Cidadãos por Coimbra sugerem uma Agência Municipal de Arrendamento

Comparação com autarquia de Lisboa é ponto de partida para melhorar arrendamento social em Coimbra. Objetivo passa pela promoção da habitação no centro histórico. Por Mariana Saraiva

O café Santa Cruz foi ontem, ao final da tarde, palco de um debate sobre “Bolsas de Arrendamento e Políticas de Habitação nos Centros Urbanos”, com organização do movimento cívico Cidadãos por Coimbra (CpC). O evento contou com a participação de Paula Marques, vereadora do Pelouro da Habitação da Câmara Municipal de Lisboa, António Brito Guterres, do Instituto Universitário de Lisboa bem como, com representantes dos moradores de Lisboa e Coimbra. O encontro foi moderado por Pedro Bingre do Amaral, do CpC.

A importância das bolsas de arrendamento prende-se principalmente com a “dificuldade de aceder ao mercado de arrendamento atendendo aos custos”, refere José Augusto Ferreira Silva, vereador da Câmara Municipal de Coimbra pelo CpC. Uma possível solução que tem sido divulgada “consiste em colocar para arrendar alguns dos milhares de imóveis abandonados pela cidade, de forma a aumentar a oferta e diminuir os preços”.

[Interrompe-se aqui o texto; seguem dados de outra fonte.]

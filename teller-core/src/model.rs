//! Model traits and types
//!
//! - `Model` trait for model metadata (name, API id, vendor, token limits)
//! - `Vendor` for the API family serving a model
//! - `ModelSpec` for models chosen at runtime from a `"vendor:model"` string
//!
//! Models are plain values; all API interaction goes through a provider.

use std::fmt;
use std::str::FromStr;

use crate::events::TokenUsage;
use crate::provider::ProviderError;
use crate::types::{ContentBlock, Message, StopReason};

/// Response from a model completion
#[derive(Debug, Clone)]
pub struct ModelResponse {
    /// The assistant's response message
    pub message: Message,
    /// Why the model stopped generating
    pub stop_reason: StopReason,
    /// Token usage statistics (if provided by the model)
    pub usage: Option<TokenUsage>,
}

/// API family that serves a model.
///
/// Both vendors are reached through the OpenAI chat-completions wire format;
/// Google exposes Gemini through an OpenAI-compatible endpoint.
#[derive(Debug, Clone, Copy, PartialEq, Eq, Hash)]
pub enum Vendor {
    OpenAi,
    Google,
}

impl Vendor {
    /// Base URL of the chat-completions compatible API
    pub fn default_base_url(&self) -> &'static str {
        match self {
            Vendor::OpenAi => "https://api.openai.com/v1",
            Vendor::Google => "https://generativelanguage.googleapis.com/v1beta/openai",
        }
    }

    /// Environment variable holding the API key
    pub fn api_key_env(&self) -> &'static str {
        match self {
            Vendor::OpenAi => "OPENAI_API_KEY",
            Vendor::Google => "GOOGLE_API_KEY",
        }
    }

    /// Environment variable overriding the base URL
    pub fn base_url_env(&self) -> &'static str {
        match self {
            Vendor::OpenAi => "OPENAI_BASE_URL",
            Vendor::Google => "GOOGLE_BASE_URL",
        }
    }

    /// Infer the vendor from a bare model id (`gpt-4o`, `o3-mini`, `gemini-...`).
    pub fn infer(model_id: &str) -> Option<Self> {
        let id = model_id.to_ascii_lowercase();
        if id.starts_with("gemini") {
            Some(Vendor::Google)
        } else if id.starts_with("gpt-")
            || id.starts_with("o1")
            || id.starts_with("o3")
            || id.starts_with("o4")
            || id.starts_with("chatgpt")
        {
            Some(Vendor::OpenAi)
        } else {
            None
        }
    }
}

impl fmt::Display for Vendor {
    fn fmt(&self, f: &mut fmt::Formatter<'_>) -> fmt::Result {
        match self {
            Vendor::OpenAi => write!(f, "openai"),
            Vendor::Google => write!(f, "google_genai"),
        }
    }
}

impl FromStr for Vendor {
    type Err = ProviderError;

    fn from_str(s: &str) -> Result<Self, Self::Err> {
        match s.to_ascii_lowercase().as_str() {
            "openai" => Ok(Vendor::OpenAi),
            "google" | "google_genai" | "gemini" => Ok(Vendor::Google),
            other => Err(ProviderError::Configuration(format!(
                "unsupported model provider '{}'",
                other
            ))),
        }
    }
}

/// Core model metadata trait
pub trait Model: Send + Sync {
    /// Human-readable model name (e.g., "GPT-4o mini")
    fn name(&self) -> &str;

    /// Identifier sent to the API (e.g., "gpt-4o-mini")
    fn api_id(&self) -> &str;

    /// API family serving this model
    fn vendor(&self) -> Vendor;

    /// Maximum input context tokens
    fn max_context_tokens(&self) -> usize;

    /// Maximum output tokens the model can generate
    fn max_output_tokens(&self) -> usize;

    /// Estimate token count for text (~4 characters per token)
    fn estimate_token_count(&self, text: &str) -> usize {
        text.len().div_ceil(4)
    }

    /// Estimate tokens for a conversation
    fn estimate_message_tokens(&self, messages: &[Message]) -> usize {
        let mut total = 0;
        for message in messages {
            // Role overhead
            total += 4;
            for block in &message.content {
                total += self.estimate_content_block_tokens(block);
            }
        }
        total
    }

    /// Estimate tokens for a single content block
    fn estimate_content_block_tokens(&self, block: &ContentBlock) -> usize {
        match block {
            ContentBlock::Text(text) => self.estimate_token_count(text),
            ContentBlock::ToolUse(tool_use) => {
                self.estimate_token_count(&tool_use.name)
                    + self.estimate_token_count(&tool_use.id)
                    + self.estimate_token_count(&tool_use.input.to_string())
                    + 10
            }
            ContentBlock::ToolResult(result) => {
                self.estimate_token_count(&result.tool_use_id)
                    + self.estimate_token_count(&result.content.as_text())
                    + 10
            }
        }
    }
}

/// Limits used for models that are not one of the presets
const DEFAULT_CONTEXT_TOKENS: usize = 128_000;
const DEFAULT_OUTPUT_TOKENS: usize = 16_384;

/// A model selected at runtime by string.
///
/// Accepts `"<vendor>:<model>"` (`"openai:gpt-4o-mini"`,
/// `"google_genai:gemini-2.0-flash-001"`) or a bare model id whose vendor can
/// be inferred (`"o3-mini"`). Known ids pick up the preset's token limits.
#[derive(Debug, Clone, PartialEq, Eq)]
pub struct ModelSpec {
    vendor: Vendor,
    id: String,
    context_tokens: usize,
    output_tokens: usize,
}

impl ModelSpec {
    pub fn new(vendor: Vendor, id: impl Into<String>) -> Self {
        let id = id.into();
        let (context_tokens, output_tokens) = crate::models::known_limits(&id)
            .unwrap_or((DEFAULT_CONTEXT_TOKENS, DEFAULT_OUTPUT_TOKENS));
        Self {
            vendor,
            id,
            context_tokens,
            output_tokens,
        }
    }

    pub fn parse(spec: &str) -> Result<Self, ProviderError> {
        let spec = spec.trim();
        if spec.is_empty() {
            return Err(ProviderError::Configuration(
                "model spec is empty".to_string(),
            ));
        }

        match spec.split_once(':') {
            Some((vendor, id)) => {
                let id = id.trim();
                if id.is_empty() {
                    return Err(ProviderError::Configuration(format!(
                        "model spec '{}' has no model id",
                        spec
                    )));
                }
                Ok(Self::new(vendor.trim().parse()?, id))
            }
            None => match Vendor::infer(spec) {
                Some(vendor) => Ok(Self::new(vendor, spec)),
                None => Err(ProviderError::Configuration(format!(
                    "cannot infer provider for model '{}'; use '<provider>:<model>'",
                    spec
                ))),
            },
        }
    }
}

impl FromStr for ModelSpec {
    type Err = ProviderError;

    fn from_str(s: &str) -> Result<Self, Self::Err> {
        Self::parse(s)
    }
}

impl fmt::Display for ModelSpec {
    fn fmt(&self, f: &mut fmt::Formatter<'_>) -> fmt::Result {
        write!(f, "{}:{}", self.vendor, self.id)
    }
}

impl Model for ModelSpec {
    fn name(&self) -> &str {
        &self.id
    }

    fn api_id(&self) -> &str {
        &self.id
    }

    fn vendor(&self) -> Vendor {
        self.vendor
    }

    fn max_context_tokens(&self) -> usize {
        self.context_tokens
    }

    fn max_output_tokens(&self) -> usize {
        self.output_tokens
    }
}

O principal objectivo do debate foi o “esclarecimento sobre políticas públicas efectuadas na cidade de Lisboa de forma a perceber se estas podem ser aplicadas em Coimbra”, afirma José Augusto Ferreira da Silva. Por outro lado, pretendia-se “alertar para a necessidade de intervenção pública no mercado e divulgar a ideia de uma agência municipal de arrendamento” que o possa regular.

O vereador do CpC destaca “a dimensão completamente diferente do arrendamento social” em Lisboa e coloca a diferença na “importância que as autarquias atribuem à questão do arrendamento”. Admite que “falta, sobretudo, uma grande vontade política do poder local e central, no sentido de criar mecanismos que permitam que as bolsas de arrendamento tenham uma outra importância”.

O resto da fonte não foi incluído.